**What you will do**:
Give again, word for word, each line below starting at the one that contains "let mut data = h.sent_data();" and ending at the one that contains "assert_eq!(second, vec![3, 6, 7, 8, 9]);".

START Given information

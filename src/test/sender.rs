use crate::net::{CongestionFields, FlowId, NodeId, Segment, SegmentKind};
use crate::proto::{FlowSpec, Sender, SenderState, TimerKind, TransportAgent};
use crate::sim::{DiagnosticLog, SimConfig, SimError, SimTime, Simulator, Severity};

const SRC: NodeId = NodeId(1);
const DST: NodeId = NodeId(2);

fn us(v: u64) -> SimTime {
    SimTime::from_micros(v)
}

fn ctrl(window: u64, gap: SimTime, interval: SimTime, initial: SimTime, after: SimTime) -> Segment {
    Segment::new(FlowId::CONTROL, SegmentKind::Ctrl, 0, 64, NodeId(0), SRC).with_cc(
        CongestionFields {
            big_rtt: interval,
            window,
            inter_segment_delay: gap,
            time_to_next_cycle: after,
            interval,
            initial_delay: initial,
        },
    )
}

fn reply(kind: SegmentKind, seq: u64) -> Segment {
    Segment::new(FlowId(1).ack_stream(), kind, seq, 64, DST, SRC)
}

struct Harness {
    s: Sender,
    sim: Simulator,
    diag: DiagnosticLog,
}

impl Harness {
    fn new(size_segments: u64) -> Self {
        let spec = FlowSpec {
            id: FlowId(1),
            src: SRC,
            dst: DST,
            size_segments,
            start: SimTime::ZERO,
        };
        let mut h = Self {
            s: Sender::new(&spec, &SimConfig::default()),
            sim: Simulator::default(),
            diag: DiagnosticLog::default(),
        };
        h.s.start(&mut h.sim).expect("start");
        h
    }

    fn recv(&mut self, seg: Segment) {
        self.s
            .recv_segment(seg, &mut self.sim, &mut self.diag)
            .expect("recv_segment");
    }

    /// 推进时钟到最早的有效定时器并触发它
    fn fire_next(&mut self) -> TimerKind {
        let (at, id) = self.s.timers().next_due().expect("an armed timer");
        while self.sim.peek_time().is_some_and(|t| t <= at) {
            self.sim.pop_next();
        }
        assert_eq!(self.sim.now(), at);
        self.s
            .timeout(id, &mut self.sim, &mut self.diag)
            .expect("timeout");
        id.kind
    }

    fn sent(&mut self) -> Vec<(SegmentKind, u64)> {
        self.s
            .take_outbox()
            .into_iter()
            .map(|seg| (seg.kind, seg.seq))
            .collect()
    }

    fn sent_data(&mut self) -> Vec<u64> {
        self.sent()
            .into_iter()
            .filter(|(k, _)| *k == SegmentKind::Data)
            .map(|(_, seq)| seq)
            .collect()
    }

    /// SYN/SYNACK 握手完成并开始第一个周期
    fn handshake_and_cycle(&mut self, cc: Segment) {
        assert_eq!(self.sent(), vec![(SegmentKind::Syn, 0)]);
        self.recv(reply(SegmentKind::SynAck, 0));
        assert_eq!(self.s.state(), SenderState::CycleWait);
        self.recv(cc);
        assert_eq!(self.fire_next(), TimerKind::TimeToCycle);
    }
}

#[test]
fn five_segment_flow_sends_in_order_and_fins_after_last_ack() {
    let mut h = Harness::new(5);
    h.handshake_and_cycle(ctrl(5, us(1), us(100), SimTime::ZERO, us(10)));

    assert_eq!(h.s.state(), SenderState::SendingInterval);
    assert_eq!(h.s.record().data_start_time, Some(us(10)));
    let mut data = h.sent_data();
    for _ in 0..4 {
        assert_eq!(h.fire_next(), TimerKind::InterSegmentDelay);
        data.extend(h.sent_data());
    }
    assert_eq!(data, vec![1, 2, 3, 4, 5]);
    assert_eq!(h.s.remaining(), 0);
    assert_eq!(h.s.sent_in_interval(), 5);

    for seq in 1..=4 {
        h.recv(reply(SegmentKind::Ack, seq));
        assert!(h.sent().is_empty(), "no FIN before the last ACK");
    }
    h.recv(reply(SegmentKind::Ack, 5));
    assert_eq!(h.sent(), vec![(SegmentKind::UncontrolledFin, 6)]);
    assert_eq!(h.s.state(), SenderState::Done);
    assert!(h.s.record().is_completed());
    assert!(h.s.timers().next_due().is_none());

    // 重复的 ACK 不会再发 FIN
    h.recv(reply(SegmentKind::Ack, 5));
    assert!(h.sent().is_empty());

    h.recv(reply(SegmentKind::FinAck, 6));
    assert!(h.s.record().fin_ack_time.is_some());
}

#[test]
fn nacked_segment_is_retransmitted_before_new_data() {
    let mut h = Harness::new(10);
    h.handshake_and_cycle(ctrl(5, us(1), us(100), SimTime::ZERO, us(10)));
    let mut first = h.sent_data();
    for _ in 0..4 {
        h.fire_next();
        first.extend(h.sent_data());
    }
    assert_eq!(first, vec![1, 2, 3, 4, 5]);

    h.recv(reply(SegmentKind::Nack, 3));
    assert_eq!(h.s.pending_retransmissions(), 1);

    assert_eq!(h.fire_next(), TimerKind::Interval);
    let mut second = h.sent_data();
    while h.s.timers().is_armed(TimerKind::InterSegmentDelay) {
        h.fire_next();
        second.extend(h.sent_data());
    }
    assert_eq!(second, vec![3, 6, 7, 8, 9]);
    assert!(h.s.sent_in_interval() <= 5);
    assert_eq!(h.s.record().retransmissions, 1);
    assert_eq!(h.s.remaining(), 1);
}

#[test]
fn unsent_new_data_is_renumbered_in_the_next_interval() {
    // 间隔 100us 内只来得及发 4 个（段间隔 30us）
    let mut h = Harness::new(20);
    h.handshake_and_cycle(ctrl(5, us(30), us(100), SimTime::ZERO, us(10)));
    let mut first = h.sent_data();
    for _ in 0..3 {
        assert_eq!(h.fire_next(), TimerKind::InterSegmentDelay);
        first.extend(h.sent_data());
    }
    assert_eq!(first, vec![1, 2, 3, 4]);

    assert_eq!(h.fire_next(), TimerKind::Interval);
    assert_eq!(h.sim.now(), us(110));
    assert_eq!(h.sent_data(), vec![5]);
    assert_eq!(h.s.remaining(), 15);
    assert_eq!(h.s.sent_in_interval(), 1);
}

#[test]
fn initial_delay_postpones_the_first_interval() {
    let mut h = Harness::new(3);
    h.handshake_and_cycle(ctrl(3, us(1), us(50), us(7), us(10)));
    assert_eq!(h.s.state(), SenderState::InitialDelay);
    assert!(h.sent_data().is_empty());

    assert_eq!(h.fire_next(), TimerKind::InitialDelay);
    assert_eq!(h.sim.now(), us(17));
    assert_eq!(h.sent_data(), vec![1]);
}

#[test]
fn newer_ctrl_replaces_the_pending_cycle() {
    let mut h = Harness::new(4);
    assert_eq!(h.sent(), vec![(SegmentKind::Syn, 0)]);
    h.recv(reply(SegmentKind::SynAck, 0));
    h.recv(ctrl(1, us(1), us(100), SimTime::ZERO, us(10)));
    h.recv(ctrl(4, us(1), us(80), SimTime::ZERO, us(20)));

    assert_eq!(h.fire_next(), TimerKind::TimeToCycle);
    assert_eq!(h.sim.now(), us(20));
    assert_eq!(h.s.params().window, 4);
    assert_eq!(h.s.params().interval, us(80));
}

#[test]
fn cycle_before_syn_ack_is_skipped_with_a_warning() {
    let mut h = Harness::new(5);
    assert_eq!(h.sent(), vec![(SegmentKind::Syn, 0)]);
    h.recv(ctrl(5, us(1), us(100), SimTime::ZERO, us(10)));

    assert_eq!(h.fire_next(), TimerKind::TimeToCycle);
    assert!(h.sent().is_empty());
    assert_eq!(h.s.state(), SenderState::AwaitingSynAck);
    assert_eq!(h.diag.count(Severity::Warning), 1);
}

#[test]
fn zero_interval_is_an_invalid_cycle() {
    let mut h = Harness::new(5);
    assert_eq!(h.sent(), vec![(SegmentKind::Syn, 0)]);
    h.recv(reply(SegmentKind::SynAck, 0));
    h.recv(ctrl(5, us(1), SimTime::ZERO, SimTime::ZERO, us(10)));

    let (_, id) = h.s.timers().next_due().expect("cycle timer");
    while h.sim.pop_next().is_some() {}
    let err = h
        .s
        .timeout(id, &mut h.sim, &mut h.diag)
        .expect_err("invalid cycle");
    assert!(matches!(err, SimError::InvalidCycle { .. }));
}

#[test]
fn unexpected_segment_kind_is_fatal() {
    let mut h = Harness::new(5);
    let err = h
        .s
        .recv_segment(reply(SegmentKind::Syn, 0), &mut h.sim, &mut h.diag)
        .expect_err("sender never receives SYN");
    assert!(matches!(
        err,
        SimError::UnexpectedSegment {
            component: "Sender",
            kind: SegmentKind::Syn,
            ..
        }
    ));
}

#[test]
fn data_departures_are_recorded_in_the_flow_record() {
    let mut h = Harness::new(2);
    h.s.on_data_departure(1, us(3));
    h.s.on_data_departure(1, us(9));
    let record = h.s.flow_record().expect("sender keeps a record");
    assert_eq!(record.data_send_times.get(&1), Some(&us(9)));
}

END Given information

**Task result**:
    let mut data = h.sent_data();
    for _ in 0..4 {
        assert_eq!(h.fire_next(), TimerKind::InterSegmentDelay);
        data.extend(h.sent_data());
    }
    assert_eq!(data, vec![1, 2, 3, 4, 5]);
    assert_eq!(h.s.remaining(), 0);
    assert_eq!(h.s.sent_in_interval(), 5);

    for seq in 1..=4 {
        h.recv(reply(SegmentKind::Ack, seq));
        assert!(h.sent().is_empty(), "no FIN before the last ACK");
    }
    h.recv(reply(SegmentKind::Ack, 5));
    assert_eq!(h.sent(), vec![(SegmentKind::UncontrolledFin, 6)]);
    assert_eq!(h.s.state(), SenderState::Done);
    assert!(h.s.record().is_completed());
    assert!(h.s.timers().next_due().is_none());

    // 重复的 ACK 不会再发 FIN
    h.recv(reply(SegmentKind::Ack, 5));
    assert!(h.sent().is_empty());

    h.recv(reply(SegmentKind::FinAck, 6));
    assert!(h.s.record().fin_ack_time.is_some());
}

#[test]
fn nacked_segment_is_retransmitted_before_new_data() {
    let mut h = Harness::new(10);
    h.handshake_and_cycle(ctrl(5, us(1), us(100), SimTime::ZERO, us(10)));
    let mut first = h.sent_data();
    for _ in 0..4 {
        h.fire_next();
        first.extend(h.sent_data());
    }
    assert_eq!(first, vec![1, 2, 3, 4, 5]);

    h.recv(reply(SegmentKind::Nack, 3));
    assert_eq!(h.s.pending_retransmissions(), 1);

    assert_eq!(h.fire_next(), TimerKind::Interval);
    let mut second = h.sent_data();
    while h.s.timers().is_armed(TimerKind::InterSegmentDelay) {
        h.fire_next();
        second.extend(h.sent_data());
    }
    assert_eq!(second, vec![3, 6, 7, 8, 9]);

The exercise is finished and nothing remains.